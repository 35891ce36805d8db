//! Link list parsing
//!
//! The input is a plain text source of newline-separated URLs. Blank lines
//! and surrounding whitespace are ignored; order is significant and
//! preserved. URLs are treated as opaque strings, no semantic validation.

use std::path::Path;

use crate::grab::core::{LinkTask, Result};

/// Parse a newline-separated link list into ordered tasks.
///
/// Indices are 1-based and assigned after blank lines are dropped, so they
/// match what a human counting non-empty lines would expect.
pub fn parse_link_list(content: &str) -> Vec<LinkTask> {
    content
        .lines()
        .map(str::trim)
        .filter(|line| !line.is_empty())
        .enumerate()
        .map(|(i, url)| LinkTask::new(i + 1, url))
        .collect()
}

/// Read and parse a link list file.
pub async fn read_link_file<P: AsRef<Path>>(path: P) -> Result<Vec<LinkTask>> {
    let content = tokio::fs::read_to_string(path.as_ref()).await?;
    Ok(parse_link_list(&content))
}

◆ ◆ ◆ ◆ ◆ ◆ ◆

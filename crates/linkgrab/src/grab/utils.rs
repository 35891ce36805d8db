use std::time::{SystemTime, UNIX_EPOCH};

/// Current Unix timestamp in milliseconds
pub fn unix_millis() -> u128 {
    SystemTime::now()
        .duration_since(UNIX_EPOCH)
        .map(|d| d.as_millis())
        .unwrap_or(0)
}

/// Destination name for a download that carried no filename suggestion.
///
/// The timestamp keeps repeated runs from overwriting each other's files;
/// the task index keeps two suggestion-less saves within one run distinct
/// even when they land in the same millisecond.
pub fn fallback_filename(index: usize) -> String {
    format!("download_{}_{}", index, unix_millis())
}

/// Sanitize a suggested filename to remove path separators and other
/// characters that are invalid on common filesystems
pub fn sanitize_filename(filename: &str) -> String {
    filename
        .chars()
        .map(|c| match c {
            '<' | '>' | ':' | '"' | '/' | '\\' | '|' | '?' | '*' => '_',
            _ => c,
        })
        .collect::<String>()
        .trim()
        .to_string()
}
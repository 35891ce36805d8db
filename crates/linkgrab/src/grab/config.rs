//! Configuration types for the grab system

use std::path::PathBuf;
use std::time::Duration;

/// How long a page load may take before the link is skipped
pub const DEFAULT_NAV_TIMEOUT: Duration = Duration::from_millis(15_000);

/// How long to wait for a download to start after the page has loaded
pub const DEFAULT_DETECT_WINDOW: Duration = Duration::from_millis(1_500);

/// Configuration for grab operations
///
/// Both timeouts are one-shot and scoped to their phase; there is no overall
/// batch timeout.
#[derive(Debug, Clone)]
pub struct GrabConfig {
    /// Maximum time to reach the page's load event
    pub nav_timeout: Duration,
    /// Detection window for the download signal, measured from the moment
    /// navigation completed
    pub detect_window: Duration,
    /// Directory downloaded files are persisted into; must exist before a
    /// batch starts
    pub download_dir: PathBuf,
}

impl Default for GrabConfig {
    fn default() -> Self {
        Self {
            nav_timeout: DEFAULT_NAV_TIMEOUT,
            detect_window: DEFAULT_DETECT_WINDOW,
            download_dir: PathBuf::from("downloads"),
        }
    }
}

◆ ◆ ◆ ◆ ◆ ◆ ◆

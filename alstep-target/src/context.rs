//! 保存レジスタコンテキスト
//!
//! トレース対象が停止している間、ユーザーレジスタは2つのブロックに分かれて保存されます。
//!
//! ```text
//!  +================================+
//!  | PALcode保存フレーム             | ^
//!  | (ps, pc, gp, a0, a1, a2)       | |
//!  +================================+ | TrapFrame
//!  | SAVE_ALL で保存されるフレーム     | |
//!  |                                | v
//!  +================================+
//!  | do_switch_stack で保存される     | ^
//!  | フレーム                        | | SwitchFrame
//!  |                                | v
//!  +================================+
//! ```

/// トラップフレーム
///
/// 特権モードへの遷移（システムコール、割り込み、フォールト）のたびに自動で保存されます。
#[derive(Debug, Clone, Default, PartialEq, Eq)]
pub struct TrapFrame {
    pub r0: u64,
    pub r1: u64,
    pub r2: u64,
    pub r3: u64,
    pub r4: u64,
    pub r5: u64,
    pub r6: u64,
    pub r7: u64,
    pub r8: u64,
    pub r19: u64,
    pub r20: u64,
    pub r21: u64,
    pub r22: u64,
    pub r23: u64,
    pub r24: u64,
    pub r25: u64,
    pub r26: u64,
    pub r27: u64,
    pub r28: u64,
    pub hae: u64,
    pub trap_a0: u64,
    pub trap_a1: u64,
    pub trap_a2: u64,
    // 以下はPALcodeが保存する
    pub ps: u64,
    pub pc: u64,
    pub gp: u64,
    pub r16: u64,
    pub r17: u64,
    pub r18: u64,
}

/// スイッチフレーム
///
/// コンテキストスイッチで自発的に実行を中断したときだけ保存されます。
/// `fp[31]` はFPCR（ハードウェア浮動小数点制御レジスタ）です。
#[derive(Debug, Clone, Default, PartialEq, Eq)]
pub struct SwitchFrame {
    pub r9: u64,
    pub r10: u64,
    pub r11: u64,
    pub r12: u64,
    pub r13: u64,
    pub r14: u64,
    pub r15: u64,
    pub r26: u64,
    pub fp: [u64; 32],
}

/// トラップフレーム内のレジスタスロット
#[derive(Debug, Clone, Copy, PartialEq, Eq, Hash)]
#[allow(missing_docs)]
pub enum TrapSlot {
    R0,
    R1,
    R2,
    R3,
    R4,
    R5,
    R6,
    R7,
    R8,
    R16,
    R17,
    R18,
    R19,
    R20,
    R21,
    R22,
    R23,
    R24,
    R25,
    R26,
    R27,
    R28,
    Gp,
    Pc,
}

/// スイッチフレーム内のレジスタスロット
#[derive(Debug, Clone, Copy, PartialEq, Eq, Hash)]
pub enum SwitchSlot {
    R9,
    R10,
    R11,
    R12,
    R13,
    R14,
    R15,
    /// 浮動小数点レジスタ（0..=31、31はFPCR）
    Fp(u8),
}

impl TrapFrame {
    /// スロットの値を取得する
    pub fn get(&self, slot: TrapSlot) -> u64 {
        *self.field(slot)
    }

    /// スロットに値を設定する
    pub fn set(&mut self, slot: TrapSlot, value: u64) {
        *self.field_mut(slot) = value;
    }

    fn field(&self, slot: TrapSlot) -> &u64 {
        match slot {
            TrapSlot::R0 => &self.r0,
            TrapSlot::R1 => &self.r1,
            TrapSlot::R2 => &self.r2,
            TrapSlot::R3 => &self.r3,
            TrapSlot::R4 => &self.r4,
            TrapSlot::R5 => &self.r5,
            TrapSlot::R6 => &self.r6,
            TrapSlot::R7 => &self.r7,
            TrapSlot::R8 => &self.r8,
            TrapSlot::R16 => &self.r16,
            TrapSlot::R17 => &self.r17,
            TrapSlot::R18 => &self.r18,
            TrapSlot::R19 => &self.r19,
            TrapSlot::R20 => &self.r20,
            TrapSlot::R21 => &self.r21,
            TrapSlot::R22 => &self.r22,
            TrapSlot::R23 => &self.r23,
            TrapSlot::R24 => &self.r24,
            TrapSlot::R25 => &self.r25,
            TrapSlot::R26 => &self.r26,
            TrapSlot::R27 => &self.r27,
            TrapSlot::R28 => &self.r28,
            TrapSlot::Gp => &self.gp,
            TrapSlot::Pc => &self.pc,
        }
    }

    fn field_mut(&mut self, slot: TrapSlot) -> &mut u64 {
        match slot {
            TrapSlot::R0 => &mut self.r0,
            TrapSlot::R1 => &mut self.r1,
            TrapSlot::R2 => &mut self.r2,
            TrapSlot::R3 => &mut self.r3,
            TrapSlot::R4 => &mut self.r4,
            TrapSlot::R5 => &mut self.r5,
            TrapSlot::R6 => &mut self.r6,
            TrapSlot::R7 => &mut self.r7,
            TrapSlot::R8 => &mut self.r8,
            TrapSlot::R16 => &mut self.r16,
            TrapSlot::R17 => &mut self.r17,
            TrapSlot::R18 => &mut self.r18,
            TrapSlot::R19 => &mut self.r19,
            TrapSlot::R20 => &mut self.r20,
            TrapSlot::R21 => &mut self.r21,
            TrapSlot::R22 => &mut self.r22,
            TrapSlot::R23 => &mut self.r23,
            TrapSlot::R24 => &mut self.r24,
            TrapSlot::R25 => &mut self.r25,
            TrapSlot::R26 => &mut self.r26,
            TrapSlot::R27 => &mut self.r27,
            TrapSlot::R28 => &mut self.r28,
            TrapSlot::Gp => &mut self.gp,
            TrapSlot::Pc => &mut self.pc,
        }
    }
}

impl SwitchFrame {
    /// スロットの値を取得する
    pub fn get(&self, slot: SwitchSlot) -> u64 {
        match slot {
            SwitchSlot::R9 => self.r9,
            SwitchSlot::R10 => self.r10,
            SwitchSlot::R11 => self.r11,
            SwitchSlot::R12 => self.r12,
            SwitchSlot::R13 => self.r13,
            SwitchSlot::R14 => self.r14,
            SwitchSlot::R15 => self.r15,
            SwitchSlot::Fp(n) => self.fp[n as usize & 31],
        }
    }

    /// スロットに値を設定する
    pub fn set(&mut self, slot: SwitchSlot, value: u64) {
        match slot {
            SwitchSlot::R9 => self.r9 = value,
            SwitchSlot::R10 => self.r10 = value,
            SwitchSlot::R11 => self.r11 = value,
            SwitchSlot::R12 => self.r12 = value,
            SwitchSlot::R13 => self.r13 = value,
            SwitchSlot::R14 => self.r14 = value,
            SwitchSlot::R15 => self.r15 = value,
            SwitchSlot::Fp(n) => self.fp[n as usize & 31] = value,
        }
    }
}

◆ ◆ ◆ ◆ ◆ ◆ ◆

Bring together all lines of the entries above in which the string "suggestion" occurs.

/// Destination name for a download that carried no filename suggestion.
/// the task index keeps two suggestion-less saves within one run distinct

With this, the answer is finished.